Untouchability is the practice of excluding a group of people deemed "untouchables," resulting in segregation and persecution by people of "higher" castes. The word is most generally connected with the Indian subcontinent's treatment of Dalit communities.

In India, Nepal, and Pakistan, untouchability is prohibited. However, there is no legal definition of "untouchability." B. R. Ambedkar, an Indian social reformer and politician who came from an untouchable social group, claimed that untouchability arose as a result of the upper-caste Brahmins' purposeful policy.

Additional Information:
The ability to get from one vertex to another inside a graph is referred to as reachability in graph theory. Developers and organisations that wish to produce high-quality websites and web tools must consider accessibility. Most people assume they have approachability, but only a small percentage of them truly do. It's critical to be approachable, since putting people at ease allows them to think and perform at their best in your presence.
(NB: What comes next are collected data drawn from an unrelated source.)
//! Dotted/indexed path expressions (`materialList[2].country`, `materialList[item].country`).
//!
//! A path is a list of segments: object keys, concrete array indices, and the `[item]`
//! placeholder that schema keys use for "any index". Stripping every index and placeholder
//! yields the *normalized* path, which is how template and concrete paths are compared.

pub mod access;

use std::{fmt, str::FromStr};

use crate::error::PathError;

/// Bracket contents that stand for "any array index" in template paths.
pub const ITEM_PLACEHOLDER: &str = "item";

#[derive(Debug, Clone, PartialEq, Eq, Hash)]
pub enum Segment {
    Key(String),
    Index(usize),
    Item,
}

impl Segment {
    pub fn is_key(&self) -> bool {
        matches!(self, Segment::Key(_))
    }

    pub fn as_key(&self) -> Option<&str> {
        match self {
            Segment::Key(key) => Some(key),
            _ => None,
        }
    }
}

#[derive(Debug, Clone, Default, PartialEq, Eq, Hash)]
pub struct Path {
    segments: Vec<Segment>,
}

impl Path {
    pub fn root() -> Self {
        Self::default()
    }

    pub fn from_segments(segments: Vec<Segment>) -> Self {
        Self { segments }
    }

    pub fn is_root(&self) -> bool {
        self.segments.is_empty()
    }

    pub fn segments(&self) -> &[Segment] {
        &self.segments
    }

    pub fn len(&self) -> usize {
        self.segments.len()
    }

    pub fn is_empty(&self) -> bool {
        self.segments.is_empty()
    }

    pub fn last(&self) -> Option<&Segment> {
        self.segments.last()
    }

    pub fn child_key(&self, key: impl Into<String>) -> Path {
        let mut segments = self.segments.clone();
        segments.push(Segment::Key(key.into()));
        Path { segments }
    }

    pub fn child_index(&self, index: usize) -> Path {
        let mut segments = self.segments.clone();
        segments.push(Segment::Index(index));
        Path { segments }
    }

    pub fn parent(&self) -> Option<Path> {
        let (_, head) = self.segments.split_last()?;
        Some(Path {
            segments: head.to_vec(),
        })
    }

    /// Proper ancestors, nearest first. The root is not included.
    pub fn ancestors(&self) -> impl Iterator<Item = Path> + '_ {
        (1..self.segments.len()).rev().map(|len| Path {
            segments: self.segments[..len].to_vec(),
        })
    }

    /// Only the key segments, in order.
    pub fn normalized(&self) -> Path {
        Path {
            segments: self
                .segments
                .iter()
                .filter(|segment| segment.is_key())
                .cloned()
                .collect(),
        }
    }

    /// A concrete path carries no `[item]` placeholders and can address a document.
    pub fn is_concrete(&self) -> bool {
        !self.segments.contains(&Segment::Item)
    }

    pub fn starts_with(&self, prefix: &Path) -> bool {
        self.segments.starts_with(&prefix.segments)
    }

    /// Replace `[item]` placeholders left to right with `indices`. Placeholders without a
    /// matching index are dropped, which leaves that part of the path in normalized form.
    pub fn with_items(&self, indices: &[usize]) -> Path {
        let mut remaining = indices.iter();
        let segments = self
            .segments
            .iter()
            .filter_map(|segment| match segment {
                Segment::Item => remaining.next().map(|index| Segment::Index(*index)),
                other => Some(other.clone()),
            })
            .collect();
        Path { segments }
    }

    /// Fill this template's placeholders with the indices `reference` carries after the same
    /// keys. Keys are matched from the end, so a reference naming only the tail of the template
    /// (`cells[2].v` against `rows[item].cells[item].v`) lands on the right level. Placeholders
    /// with no matching index are dropped.
    pub fn with_indices_from(&self, reference: &Path) -> Path {
        let slots = self.groups();
        let known = reference.groups();
        let mut matched: Vec<Option<&[Segment]>> = vec![None; slots.len()];
        let mut cursor = known.len();
        for (slot, found) in slots.iter().zip(matched.iter_mut()).rev() {
            if let Some(position) = known[..cursor].iter().rposition(|group| group.key == slot.key) {
                *found = Some(known[position].brackets);
                cursor = position;
            }
        }

        let mut segments = Vec::with_capacity(self.segments.len());
        for (slot, found) in slots.iter().zip(matched) {
            if let Some(key) = slot.key {
                segments.push(Segment::Key(key.to_string()));
            }
            let mut indices = found.unwrap_or_default().iter().filter_map(|segment| match segment {
                Segment::Index(index) => Some(*index),
                _ => None,
            });
            for segment in slot.brackets {
                match segment {
                    Segment::Item => segments.extend(indices.next().map(Segment::Index)),
                    other => segments.push(other.clone()),
                }
            }
        }
        Path::from_segments(segments)
    }

    /// Each key with the bracket segments that follow it; brackets at the root get no key.
    fn groups(&self) -> Vec<Group<'_>> {
        let segments = &self.segments;
        let mut groups = Vec::new();
        let mut start = 0;
        while start < segments.len() {
            let key = segments[start].as_key();
            let from = if key.is_some() { start + 1 } else { start };
            let end = segments[from..]
                .iter()
                .position(Segment::is_key)
                .map_or(segments.len(), |offset| from + offset);
            groups.push(Group {
                key,
                brackets: &segments[from..end],
            });
            start = end;
        }
        groups
    }
}

struct Group<'p> {
    key: Option<&'p str>,
    brackets: &'p [Segment],
}

impl fmt::Display for Path {
    fn fmt(&self, f: &mut fmt::Formatter<'_>) -> fmt::Result {
        for (position, segment) in self.segments.iter().enumerate() {
            match segment {
                Segment::Key(key) => {
                    if position > 0 {
                        f.write_str(".")?;
                    }
                    f.write_str(key)?;
                }
                Segment::Index(index) => write!(f, "[{index}]")?,
                Segment::Item => write!(f, "[{ITEM_PLACEHOLDER}]")?,
            }
        }
        Ok(())
    }
}

impl FromStr for Path {
    type Err = PathError;

    fn from_str(raw: &str) -> Result<Self, Self::Err> {
        parse(raw)
    }
}

/// Parse a dotted path. The empty string is the root path.
///
/// Every dotted segment may be followed by any number of bracket groups (`a[0][1]`); only the
/// first dotted segment may consist of brackets alone, which addresses a root-level array.
pub fn parse(raw: &str) -> Result<Path, PathError> {
    let mut segments = Vec::new();
    if raw.is_empty() {
        return Ok(Path { segments });
    }

    for (position, dotted) in raw.split('.').enumerate() {
        let (key, mut rest) = match dotted.find('[') {
            Some(open) => dotted.split_at(open),
            None => (dotted, ""),
        };
        if key.contains(']') {
            return Err(PathError::UnbalancedBracket { position });
        }
        if key.is_empty() {
            if position > 0 || rest.is_empty() {
                return Err(PathError::EmptySegment { position });
            }
        } else {
            segments.push(Segment::Key(key.to_string()));
        }

        while !rest.is_empty() {
            let body = rest
                .strip_prefix('[')
                .ok_or(PathError::UnbalancedBracket { position })?;
            let close = body
                .find(']')
                .ok_or(PathError::UnbalancedBracket { position })?;
            let inner = &body[..close];
            if inner.contains('[') {
                return Err(PathError::UnbalancedBracket { position });
            }
            segments.push(parse_bracket(inner)?);
            rest = &body[close + 1..];
        }
    }

    Ok(Path { segments })
}

fn parse_bracket(inner: &str) -> Result<Segment, PathError> {
    if inner == ITEM_PLACEHOLDER {
        return Ok(Segment::Item);
    }
    inner
        .parse::<usize>()
        .map(Segment::Index)
        .map_err(|_| PathError::InvalidIndex {
            raw: inner.to_string(),
        })
}

/// Strip every bracket group (`[2]`, `[item]`) and return the pure dotted key path.
///
/// Total: malformed input is normalized as far as possible instead of rejected, so
/// `normalize(normalize(p)) == normalize(p)` holds for every string.
pub fn normalize(raw: &str) -> String {
    let mut stripped = String::with_capacity(raw.len());
    let mut depth = 0usize;
    for ch in raw.chars() {
        match ch {
            '[' => depth += 1,
            ']' => depth = depth.saturating_sub(1),
            _ if depth == 0 => stripped.push(ch),
            _ => {}
        }
    }
    stripped
        .split('.')
        .filter(|segment| !segment.is_empty())
        .collect::<Vec<_>>()
        .join(".")
}

/// `true` when `path` lies strictly below `ancestor` (compared segment-wise, not textually).
pub fn is_strict_descendant(path: &Path, ancestor: &Path) -> bool {
    path.len() > ancestor.len() && path.starts_with(ancestor)
}

#[cfg(test)]
mod tests {
    use super::*;

    #[test]
    fn parses_keys_indices_and_placeholders() {
        let path = parse("materialList[2].country").unwrap();
        assert_eq!(
            path.segments(),
            &[
                Segment::Key("materialList".into()),
                Segment::Index(2),
                Segment::Key("country".into()),
            ]
        );

        let template = parse("materialList[item].country").unwrap();
        assert_eq!(template.segments()[1], Segment::Item);
        assert!(!template.is_concrete());
    }

    #[test]
    fn parses_stacked_brackets_and_root_arrays() {
        let path = parse("grid[0][1]").unwrap();
        assert_eq!(path.len(), 3);
        assert_eq!(path.to_string(), "grid[0][1]");

        let rooted = parse("[3].name").unwrap();
        assert_eq!(rooted.segments()[0], Segment::Index(3));
        assert_eq!(rooted.to_string(), "[3].name");
    }

    #[test]
    fn rejects_malformed_paths() {
        assert_eq!(
            parse("a[0.b"),
            Err(PathError::UnbalancedBracket { position: 0 })
        );
        assert_eq!(parse("a.]b"), Err(PathError::UnbalancedBracket { position: 1 }));
        assert_eq!(parse("a..b"), Err(PathError::EmptySegment { position: 1 }));
        assert_eq!(parse("a[x]"), Err(PathError::InvalidIndex { raw: "x".into() }));
        assert!(parse("a[[0]]").is_err());
        assert!(parse("a[0]b").is_err());
    }

    #[test]
    fn empty_string_is_root() {
        assert!(parse("").unwrap().is_root());
    }

    #[test]
    fn normalize_strips_indices_and_placeholders() {
        assert_eq!(normalize("a[2].b[item].c"), "a.b.c");
        assert_eq!(normalize("materialList[0]"), "materialList");
        assert_eq!(normalize("[0].name"), "name");
        assert_eq!(normalize("plain"), "plain");
    }

    #[test]
    fn normalize_is_idempotent() {
        for raw in [
            "a[2].b[item].c",
            "a[0][1].b",
            "a[0.b",
            "]]a..b[",
            "",
            "x.y.z",
            "[item]",
        ] {
            let once = normalize(raw);
            assert_eq!(normalize(&once), once, "input {raw:?}");
        }
    }

    #[test]
    fn ancestors_are_nearest_first() {
        let path = parse("a[0].b.c").unwrap();
        let ancestors: Vec<String> = path.ancestors().map(|p| p.to_string()).collect();
        assert_eq!(ancestors, vec!["a[0].b", "a[0]", "a"]);
    }

    #[test]
    fn substitutes_placeholders_in_order() {
        let template = parse("rows[item].cells[item].value").unwrap();
        assert_eq!(template.with_items(&[1, 4]).to_string(), "rows[1].cells[4].value");
        assert_eq!(template.with_items(&[1]).to_string(), "rows[1].cells.value");
        assert_eq!(template.with_items(&[]).to_string(), "rows.cells.value");
    }

    #[test]
    fn indices_follow_their_keys() {
        let template = parse("rows[item].cells[item].v").unwrap();
        let cases = [
            ("cells[2].v", "rows.cells[2].v"),
            ("rows[1].cells[4].v", "rows[1].cells[4].v"),
            ("rows[3].v", "rows[3].cells.v"),
            ("rows[0].extra.cells[5].v", "rows[0].cells[5].v"),
            ("v", "rows.cells.v"),
        ];
        for (reference, expected) in cases {
            let resolved = template.with_indices_from(&parse(reference).unwrap());
            assert_eq!(resolved.to_string(), expected, "reference {reference}");
        }

        let repeated = parse("a[item].a[item].x").unwrap();
        let resolved = repeated.with_indices_from(&parse("a[3].x").unwrap());
        assert_eq!(resolved.to_string(), "a.a[3].x");
    }

    #[test]
    fn strict_descendant_is_segment_wise() {
        let list = parse("list").unwrap();
        let item = parse("list[0].x").unwrap();
        let other = parse("listing.x").unwrap();
        assert!(is_strict_descendant(&item, &list));
        assert!(!is_strict_descendant(&other, &list));
        assert!(!is_strict_descendant(&list, &list));
    }
}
Thus, the correct answer is option D.That is, untouchability was an inhuman and unjust custom.

Note: The word Dalit was coined to describe those who were considered "untouchables" and others who did not fit into the conventional Hindu caste system. Untouchability entered Indian civilization at approximately 400 CE, according to economist and reformer B. R. Ambedkar, as a result of the struggle for supremacy between Buddhism and Brahmanism. Because they befriended untouchables, several Hindu monks were degraded to lower castes.